Studio album by Michael Hutchence
- Released: 14 December 1999
- Recorded: 1995–1997
- Studio: Real World Studios, Nomis Studios, London, and Andy Gill's home studio, London.
- Genre: Alternative rock; electronic;
- Length: 52:43
- Label: V2
- Producer: Andy Gill; Michael Hutchence; Danny Saber;
- Compiler: Andy Gill

Michael Hutchence chronology
|  | Michael Hutchence (1999) | Mystify: A Musical Journey with Michael Hutchence (2019) |

Singles from Michael Hutchence
- "A Straight Line" Released: 1999; "Slide Away" Released: 2000 (promo);

= Michael Hutchence (album) =

Michael Hutchence is the only solo album by Australian singer Michael Hutchence, known as the lead vocalist of INXS from 1977 until his death in 1997. The album was posthumously released on 14 December 1999, over two years after Hutchence's death.

Hutchence began work on what would become his posthumous solo album in 1995 with Tim Simenon.
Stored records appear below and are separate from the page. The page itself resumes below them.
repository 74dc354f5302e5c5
//! Ownership and institution-scoped visibility rules for projects.
//!
//! Listing grants read, not write: an institution peer may view another
//! creator's project but only the creator (or an admin) may mutate it.

use crate::roles::Role;
use crate::types::DbId;

/// The authenticated identity a request acts as.
#[derive(Debug, Clone)]
pub struct Viewer {
    pub user_id: DbId,
    pub role: Role,
    /// Scoping key matched against `projects.institution`.
    pub institution_id: Option<String>,
}

impl Viewer {
    pub fn is_admin(&self) -> bool {
        self.role == Role::Admin
    }
}

/// May the viewer read this project?
///
/// Admin sees all; otherwise the creator or anyone from the same institution.
pub fn can_view_project(
    viewer: &Viewer,
    created_by: Option<DbId>,
    institution: Option<&str>,
) -> bool {
    if viewer.is_admin() {
        return true;
    }
    if created_by == Some(viewer.user_id) {
        return true;
    }
    match (viewer.institution_id.as_deref(), institution) {
        (Some(mine), Some(theirs)) => mine == theirs,
        _ => false,
    }
}

/// May the viewer update or delete this project? Creator or admin only.
pub fn can_mutate_project(viewer: &Viewer, created_by: Option<DbId>) -> bool {
    viewer.is_admin() || created_by == Some(viewer.user_id)
}
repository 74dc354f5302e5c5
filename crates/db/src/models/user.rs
//! User entity model and DTOs.

use promis_core::types::{DbId, Timestamp};
use serde::{Deserialize, Serialize};
use sqlx::FromRow;

/// Full user row from the `users` table.
///
/// Contains the password hash -- NEVER serialize this to API responses
/// directly. Use [`UserResponse`] for external-facing output.
#[derive(Debug, Clone, FromRow)]
pub struct User {
    pub id: DbId,
    pub username: String,
    pub email: String,
    pub password_hash: String,
    /// Role name: admin, physical_staff, financial_staff, registrar.
    pub role: String,
    /// Institution scoping key matching `projects.institution`.
    pub institution_id: Option<String>,
    pub created_at: Timestamp,
    pub updated_at: Timestamp,
}

/// Safe user representation for API responses (no password hash).
#[derive(Debug, Clone, Serialize)]
pub struct UserResponse {
    pub id: DbId,
    pub username: String,
    pub email: String,
    pub role: String,
    pub institution_id: Option<String>,
    pub created_at: Timestamp,
}

impl From<User> for UserResponse {
    fn from(u: User) -> Self {
        UserResponse {
            id: u.id,
            username: u.username,
            email: u.email,
            role: u.role,
            institution_id: u.institution_id,
            created_at: u.created_at,
        }
    }
}

/// DTO for inserting a new user. The password has already been hashed.
#[derive(Debug, Deserialize)]
pub struct CreateUser {
    pub username: String,
    pub email: String,
    pub password_hash: String,
    pub role: String,
    pub institution_id: Option<String>,
}

/// DTO for updating an existing user. All fields are optional.
#[derive(Debug, Default, Deserialize)]
pub struct UpdateUser {
    pub username: Option<String>,
    pub email: Option<String>,
    pub password_hash: Option<String>,
    pub role: Option<String>,
    pub institution_id: Option<String>,
}
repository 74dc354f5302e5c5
//! Progress record lifecycle: draft -> submitted.
//!
//! Submission is one-way in normal operation. Reverting a submitted record
//! back to draft is a deliberate policy choice, off by default and admin-only
//! when enabled (see `ALLOW_SUBMISSION_REVERT` in the server config).

use serde::{Deserialize, Serialize};

use crate::error::CoreError;
use crate::roles::Role;

/// Workflow state of a progress record.
#[derive(Debug, Clone, Copy, PartialEq, Eq, Serialize, Deserialize)]
#[serde(rename_all = "lowercase")]
pub enum ProgressStatus {
    Draft,
    Submitted,
}

impl ProgressStatus {
    pub fn as_str(self) -> &'static str {
        match self {
            ProgressStatus::Draft => "draft",
            ProgressStatus::Submitted => "submitted",
        }
    }

    pub fn parse(s: &str) -> Option<ProgressStatus> {
        match s {
            "draft" => Some(ProgressStatus::Draft),
            "submitted" => Some(ProgressStatus::Submitted),
            _ => None,
        }
    }
}

impl std::fmt::Display for ProgressStatus {
    fn fmt(&self, f: &mut std::fmt::Formatter<'_>) -> std::fmt::Result {
        f.write_str(self.as_str())
    }
}

/// Validate a requested status transition for the given role.
///
/// - draft -> draft: any staff role saving partial data (idempotent save).
/// - draft -> submitted: registrar or admin only.
/// - submitted -> submitted: no-op, allowed.
/// - submitted -> draft: admin only, and only when `allow_revert` is set.
pub fn check_transition(
    role: Role,
    from: ProgressStatus,
    to: ProgressStatus,
    allow_revert: bool,
) -> Result<(), CoreError> {
    use ProgressStatus::{Draft, Submitted};

    match (from, to) {
        (Draft, Draft) | (Submitted, Submitted) => Ok(()),
        (Draft, Submitted) => {
            if matches!(role, Role::Registrar | Role::Admin) {
                Ok(())
            } else {
                Err(CoreError::Forbidden(
                    "Only a registrar or admin may submit a progress record".into(),
                ))
            }
        }
        (Submitted, Draft) => {
            if !allow_revert {
                Err(CoreError::Forbidden(
                    "Submitted records cannot be reverted to draft".into(),
                ))
            } else if role == Role::Admin {
                Ok(())
            } else {
                Err(CoreError::Forbidden(
                    "Only an admin may revert a submitted record".into(),
                ))
            }
        }
    }
}

#[cfg(test)]
mod tests {
    use super::*;

    #[test]
    fn test_draft_save_is_open_to_staff() {
        for role in [Role::PhysicalStaff, Role::FinancialStaff, Role::Admin] {
            assert!(check_transition(
                role,
                ProgressStatus::Draft,
                ProgressStatus::Draft,
                false
            )
            .is_ok());
        }
    }

    #[test]
    fn test_only_registrar_or_admin_submits() {
        assert!(check_transition(
            Role::Registrar,
            ProgressStatus::Draft,
            ProgressStatus::Submitted,
            false
        )
        .is_ok());
        assert!(check_transition(
            Role::Admin,
            ProgressStatus::Draft,
            ProgressStatus::Submitted,
            false
        )
        .is_ok());
        for role in [Role::PhysicalStaff, Role::FinancialStaff] {
            let err = check_transition(
                role,
                ProgressStatus::Draft,
                ProgressStatus::Submitted,
                false,
            )
            .unwrap_err();
            assert!(matches!(err, CoreError::Forbidden(_)));
        }
    }

    #[test]
    fn test_revert_blocked_by_default() {
        let err = check_transition(
            Role::Admin,
            ProgressStatus::Submitted,
            ProgressStatus::Draft,
            false,
        )
        .unwrap_err();
        assert!(matches!(err, CoreError::Forbidden(_)));
    }

    #[test]
    fn test_revert_admin_only_when_enabled() {
        assert!(check_transition(
            Role::Admin,
            ProgressStatus::Submitted,
            ProgressStatus::Draft,
            true
        )
        .is_ok());
        let err = check_transition(
            Role::Registrar,
            ProgressStatus::Submitted,
            ProgressStatus::Draft,
            true,
        )
        .unwrap_err();
        assert!(matches!(err, CoreError::Forbidden(_)));
    }

    #[test]
    fn test_status_parse_round_trip() {
        assert_eq!(ProgressStatus::parse("draft"), Some(ProgressStatus::Draft));
        assert_eq!(
            ProgressStatus::parse("submitted"),
            Some(ProgressStatus::Submitted)
        );
        assert_eq!(ProgressStatus::parse("archived"), None);
    }
}
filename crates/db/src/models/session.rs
//! Refresh-token session model.

use promis_core::types::{DbId, Timestamp};
use sqlx::FromRow;

/// A row from the `sessions` table. Only the SHA-256 hash of the refresh
/// token is stored; the plaintext never touches the database.
#[derive(Debug, Clone, FromRow)]
pub struct Session {
    pub id: DbId,
    pub user_id: DbId,
    pub refresh_token_hash: String,
    pub expires_at: Timestamp,
    pub revoked_at: Option<Timestamp>,
    pub created_at: Timestamp,
}

/// DTO for creating a session on login/refresh.
#[derive(Debug)]
pub struct CreateSession {
    pub user_id: DbId,
    pub refresh_token_hash: String,
    pub expires_at: Timestamp,
}
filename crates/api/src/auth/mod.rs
pub mod jwt;
pub mod password;
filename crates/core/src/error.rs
//! Domain error taxonomy.
//!
//! Persistence-layer and framework errors are normalized into these variants
//! at the API boundary; backend-internal error text is never surfaced to
//! callers verbatim.

use crate::types::DbId;

/// Domain-level error shared by every layer of the application.
#[derive(Debug, thiserror::Error)]
pub enum CoreError {
    /// Malformed or missing input the client must correct.
    #[error("Validation error: {0}")]
    Validation(String),

    /// A referenced entity does not exist (lookup by id).
    #[error("{entity} with id {id} not found")]
    NotFound { entity: &'static str, id: DbId },

    /// A referenced entity does not exist (lookup by name).
    #[error("{entity} named '{name}' not found")]
    NotFoundNamed { entity: &'static str, name: String },

    /// Duplicate value where uniqueness is required (e.g. username, email).
    #[error("Conflict: {0}")]
    Conflict(String),

    /// Missing or invalid credential.
    #[error("Unauthorized: {0}")]
    Unauthorized(String),

    /// Valid identity, but not permitted for this resource or field.
    #[error("Forbidden: {0}")]
    Forbidden(String),

    /// Unexpected internal failure. Message is logged, not returned.
    #[error("Internal error: {0}")]
    Internal(String),
}

/// Convenience alias for domain-level results.
pub type CoreResult<T> = Result<T, CoreError>;
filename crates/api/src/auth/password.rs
//! Argon2id password hashing and verification.
//!
//! All password hashes use the Argon2id variant with a cryptographically
//! random salt generated via [`OsRng`]. The PHC string format is used for
//! storage so that algorithm parameters and salt are embedded in the hash
//! itself. Strength rules (minimum length) live in
//! `promis_core::validation`.

use argon2::password_hash::rand_core::OsRng;
use argon2::password_hash::{PasswordHash, PasswordHasher, PasswordVerifier, SaltString};
use argon2::Argon2;

/// Hash a plaintext password using Argon2id with a random salt.
///
/// Returns the PHC-formatted hash string (includes algorithm, params, salt,
/// and hash).
pub fn hash_password(password: &str) -> Result<String, argon2::password_hash::Error> {
    let salt = SaltString::generate(&mut OsRng);
    let argon2 = Argon2::default(); // Argon2id with default params
    let hash = argon2.hash_password(password.as_bytes(), &salt)?;
    Ok(hash.to_string())
}

/// Verify a plaintext password against a stored PHC-formatted Argon2id hash.
///
/// Returns `Ok(true)` if the password matches, `Ok(false)` if it does not.
pub fn verify_password(password: &str, hash: &str) -> Result<bool, argon2::password_hash::Error> {
    let parsed_hash = PasswordHash::new(hash)?;
    match Argon2::default().verify_password(password.as_bytes(), &parsed_hash) {
        Ok(()) => Ok(true),
        Err(argon2::password_hash::Error::Password) => Ok(false),
        Err(e) => Err(e),
    }
}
He then invited Andy Gill (of Gang of Four) to perform on and co-write the album. Gill joined Hutchence at his house and home studio in Roquefort-les-Pins and over a five-month period continued to write and record in France and London. They were fans of Black Grape and decided to enlist Black Grape producer Danny Saber as co-producer with Gill of the album. After Hutchence's death in 1997, Gill asked Bono, singer of U2 and Hutchence's friend, to record additional vocals which were added to the track "Slide Away".

This album was simply dedicated to "Tiger" in reference to Hutchence's daughter, Tiger Hutchence-Geldof. The last song that Hutchence worked on before his death was "Possibilities", which is track 2 on the album.

==Commercial performance==
In the singer's native Australia, the album entered and peaked at number three on the Australian Albums Chart on the week of 24 October 1999, and spent a total of three weeks in the charts. The album was quickly certified Gold by the Australian Recording Industry Association (ARIA). In the UK, the album peaked at number 90 and lasted one week in the charts.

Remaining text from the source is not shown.